[Start of Attachment]

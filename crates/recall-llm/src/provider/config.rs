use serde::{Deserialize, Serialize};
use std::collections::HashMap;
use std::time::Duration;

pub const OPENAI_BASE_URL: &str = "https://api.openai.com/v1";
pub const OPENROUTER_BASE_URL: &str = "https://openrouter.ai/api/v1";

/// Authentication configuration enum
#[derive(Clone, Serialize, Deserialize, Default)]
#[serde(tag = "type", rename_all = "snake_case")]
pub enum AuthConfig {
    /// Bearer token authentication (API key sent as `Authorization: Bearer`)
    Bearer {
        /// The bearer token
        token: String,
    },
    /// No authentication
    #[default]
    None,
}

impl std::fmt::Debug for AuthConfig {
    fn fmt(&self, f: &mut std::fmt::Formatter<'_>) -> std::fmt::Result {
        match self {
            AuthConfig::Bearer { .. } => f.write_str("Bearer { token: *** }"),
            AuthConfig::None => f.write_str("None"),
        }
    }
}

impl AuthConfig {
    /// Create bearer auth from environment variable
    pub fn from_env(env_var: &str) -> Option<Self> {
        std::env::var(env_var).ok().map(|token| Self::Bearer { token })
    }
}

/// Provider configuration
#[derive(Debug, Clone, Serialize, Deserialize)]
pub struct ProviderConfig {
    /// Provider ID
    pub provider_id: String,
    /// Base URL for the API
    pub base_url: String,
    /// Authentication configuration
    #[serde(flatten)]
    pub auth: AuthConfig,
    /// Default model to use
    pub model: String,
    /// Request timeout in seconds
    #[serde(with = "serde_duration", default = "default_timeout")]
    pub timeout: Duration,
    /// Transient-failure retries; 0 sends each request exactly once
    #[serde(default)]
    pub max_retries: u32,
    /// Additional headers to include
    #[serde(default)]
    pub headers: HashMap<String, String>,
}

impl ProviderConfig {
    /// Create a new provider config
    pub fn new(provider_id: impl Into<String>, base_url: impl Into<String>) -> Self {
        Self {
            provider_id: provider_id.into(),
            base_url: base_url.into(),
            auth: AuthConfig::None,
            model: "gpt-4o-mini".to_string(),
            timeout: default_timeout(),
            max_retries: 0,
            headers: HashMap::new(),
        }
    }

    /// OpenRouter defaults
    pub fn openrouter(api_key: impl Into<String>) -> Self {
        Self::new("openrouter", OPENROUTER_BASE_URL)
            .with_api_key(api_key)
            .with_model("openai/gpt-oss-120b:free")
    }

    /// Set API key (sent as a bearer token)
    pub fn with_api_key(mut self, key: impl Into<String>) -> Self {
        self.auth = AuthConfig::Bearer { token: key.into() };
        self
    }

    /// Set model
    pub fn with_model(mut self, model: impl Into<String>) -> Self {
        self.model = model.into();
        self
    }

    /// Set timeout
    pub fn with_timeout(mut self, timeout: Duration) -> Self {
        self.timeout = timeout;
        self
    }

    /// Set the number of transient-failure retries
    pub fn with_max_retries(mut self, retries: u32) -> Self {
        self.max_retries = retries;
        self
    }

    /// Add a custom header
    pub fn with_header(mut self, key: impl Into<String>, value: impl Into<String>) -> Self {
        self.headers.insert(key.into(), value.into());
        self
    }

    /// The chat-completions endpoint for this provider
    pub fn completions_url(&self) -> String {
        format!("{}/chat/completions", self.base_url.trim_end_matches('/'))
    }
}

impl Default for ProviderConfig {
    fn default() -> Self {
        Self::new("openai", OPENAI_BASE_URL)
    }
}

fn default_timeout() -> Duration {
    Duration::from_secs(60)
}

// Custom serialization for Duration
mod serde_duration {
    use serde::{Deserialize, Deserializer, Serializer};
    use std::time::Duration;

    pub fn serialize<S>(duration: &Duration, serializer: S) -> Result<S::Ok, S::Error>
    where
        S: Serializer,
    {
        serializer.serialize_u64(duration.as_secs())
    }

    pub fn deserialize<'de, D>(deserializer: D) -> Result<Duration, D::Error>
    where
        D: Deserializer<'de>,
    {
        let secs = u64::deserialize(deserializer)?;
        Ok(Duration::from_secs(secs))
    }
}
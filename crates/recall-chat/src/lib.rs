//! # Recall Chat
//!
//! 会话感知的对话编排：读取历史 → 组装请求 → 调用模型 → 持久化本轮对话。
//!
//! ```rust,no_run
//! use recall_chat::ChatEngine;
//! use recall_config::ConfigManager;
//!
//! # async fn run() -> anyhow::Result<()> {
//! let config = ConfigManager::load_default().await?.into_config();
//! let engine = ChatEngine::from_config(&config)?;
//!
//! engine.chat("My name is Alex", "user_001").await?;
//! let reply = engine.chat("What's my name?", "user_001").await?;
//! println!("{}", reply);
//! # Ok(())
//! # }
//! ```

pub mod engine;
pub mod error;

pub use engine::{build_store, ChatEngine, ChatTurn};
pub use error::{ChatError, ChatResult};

[End of Attachment]
[Start of Attachment]

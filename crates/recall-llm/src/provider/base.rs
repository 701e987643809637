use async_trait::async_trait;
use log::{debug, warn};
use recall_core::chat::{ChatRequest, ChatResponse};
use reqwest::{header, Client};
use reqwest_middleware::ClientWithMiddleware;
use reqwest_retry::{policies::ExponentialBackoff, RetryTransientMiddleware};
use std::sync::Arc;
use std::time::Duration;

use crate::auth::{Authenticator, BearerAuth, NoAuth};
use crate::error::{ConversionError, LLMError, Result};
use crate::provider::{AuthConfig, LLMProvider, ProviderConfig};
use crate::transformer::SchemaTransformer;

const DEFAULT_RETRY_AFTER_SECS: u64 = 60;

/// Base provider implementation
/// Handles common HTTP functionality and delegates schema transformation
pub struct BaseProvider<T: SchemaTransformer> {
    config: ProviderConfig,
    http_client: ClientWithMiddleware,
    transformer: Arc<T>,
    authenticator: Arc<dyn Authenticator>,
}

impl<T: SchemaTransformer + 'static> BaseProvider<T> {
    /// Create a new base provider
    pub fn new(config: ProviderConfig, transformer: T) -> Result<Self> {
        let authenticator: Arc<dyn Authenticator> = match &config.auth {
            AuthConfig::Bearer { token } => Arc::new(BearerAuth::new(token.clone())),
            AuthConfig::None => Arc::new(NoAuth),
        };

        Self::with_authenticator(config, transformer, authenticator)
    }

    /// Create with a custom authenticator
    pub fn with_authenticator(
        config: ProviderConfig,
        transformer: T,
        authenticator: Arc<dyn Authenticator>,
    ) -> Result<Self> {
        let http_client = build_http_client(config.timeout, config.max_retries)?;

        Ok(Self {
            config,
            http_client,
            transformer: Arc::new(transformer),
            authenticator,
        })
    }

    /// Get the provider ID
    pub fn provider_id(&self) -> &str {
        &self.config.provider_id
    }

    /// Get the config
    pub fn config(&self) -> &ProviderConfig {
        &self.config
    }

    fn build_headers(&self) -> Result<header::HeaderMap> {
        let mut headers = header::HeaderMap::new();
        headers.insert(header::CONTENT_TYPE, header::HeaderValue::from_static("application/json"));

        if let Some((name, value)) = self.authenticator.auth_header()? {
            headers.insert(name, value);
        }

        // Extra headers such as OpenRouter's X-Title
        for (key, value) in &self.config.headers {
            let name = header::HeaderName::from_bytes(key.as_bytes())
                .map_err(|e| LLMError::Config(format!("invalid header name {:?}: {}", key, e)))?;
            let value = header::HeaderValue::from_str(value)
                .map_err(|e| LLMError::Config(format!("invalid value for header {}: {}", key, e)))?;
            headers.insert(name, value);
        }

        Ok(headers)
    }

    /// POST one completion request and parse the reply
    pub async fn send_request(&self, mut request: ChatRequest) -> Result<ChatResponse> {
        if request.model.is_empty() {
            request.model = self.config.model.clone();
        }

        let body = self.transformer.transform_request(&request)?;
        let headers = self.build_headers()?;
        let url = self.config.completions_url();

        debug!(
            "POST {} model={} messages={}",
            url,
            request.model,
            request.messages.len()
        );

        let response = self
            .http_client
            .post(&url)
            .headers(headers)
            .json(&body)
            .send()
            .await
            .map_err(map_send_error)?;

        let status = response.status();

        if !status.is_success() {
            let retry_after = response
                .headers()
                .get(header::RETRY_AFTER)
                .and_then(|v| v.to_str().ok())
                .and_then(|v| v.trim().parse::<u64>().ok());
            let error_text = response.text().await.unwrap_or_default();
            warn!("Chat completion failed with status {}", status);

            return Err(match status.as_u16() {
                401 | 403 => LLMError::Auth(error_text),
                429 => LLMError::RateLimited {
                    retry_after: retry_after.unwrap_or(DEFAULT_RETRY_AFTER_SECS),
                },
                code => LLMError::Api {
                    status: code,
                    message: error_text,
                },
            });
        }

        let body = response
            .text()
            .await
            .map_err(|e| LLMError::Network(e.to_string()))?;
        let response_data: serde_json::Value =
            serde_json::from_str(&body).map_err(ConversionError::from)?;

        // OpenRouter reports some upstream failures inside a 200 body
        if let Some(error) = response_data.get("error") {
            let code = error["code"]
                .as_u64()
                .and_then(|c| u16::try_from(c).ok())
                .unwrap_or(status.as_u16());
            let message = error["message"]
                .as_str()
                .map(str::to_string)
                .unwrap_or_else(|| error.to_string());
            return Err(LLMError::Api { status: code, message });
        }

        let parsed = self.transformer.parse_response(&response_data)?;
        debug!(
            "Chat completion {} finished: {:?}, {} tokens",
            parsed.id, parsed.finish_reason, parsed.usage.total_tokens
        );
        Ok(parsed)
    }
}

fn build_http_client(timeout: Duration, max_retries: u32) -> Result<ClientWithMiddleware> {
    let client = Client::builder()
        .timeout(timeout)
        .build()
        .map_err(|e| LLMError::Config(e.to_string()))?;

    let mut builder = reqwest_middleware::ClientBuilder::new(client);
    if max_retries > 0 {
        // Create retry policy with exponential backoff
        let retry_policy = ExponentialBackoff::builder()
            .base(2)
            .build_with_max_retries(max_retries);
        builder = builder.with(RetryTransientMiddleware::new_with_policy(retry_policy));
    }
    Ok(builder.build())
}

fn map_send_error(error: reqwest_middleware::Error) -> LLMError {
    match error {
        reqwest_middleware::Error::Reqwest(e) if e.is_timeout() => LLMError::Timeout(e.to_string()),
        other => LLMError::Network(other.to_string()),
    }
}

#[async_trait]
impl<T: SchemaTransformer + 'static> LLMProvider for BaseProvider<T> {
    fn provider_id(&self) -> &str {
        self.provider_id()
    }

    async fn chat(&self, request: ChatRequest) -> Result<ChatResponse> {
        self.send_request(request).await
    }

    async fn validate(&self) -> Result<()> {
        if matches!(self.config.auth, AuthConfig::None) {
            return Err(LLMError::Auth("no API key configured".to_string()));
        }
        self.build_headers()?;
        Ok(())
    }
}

[End of Attachment]

- REQUIRED ACTION
Check each line of the material for the word "body". State how many have it, and write nothing else.

- WRITTEN RESPONSE
5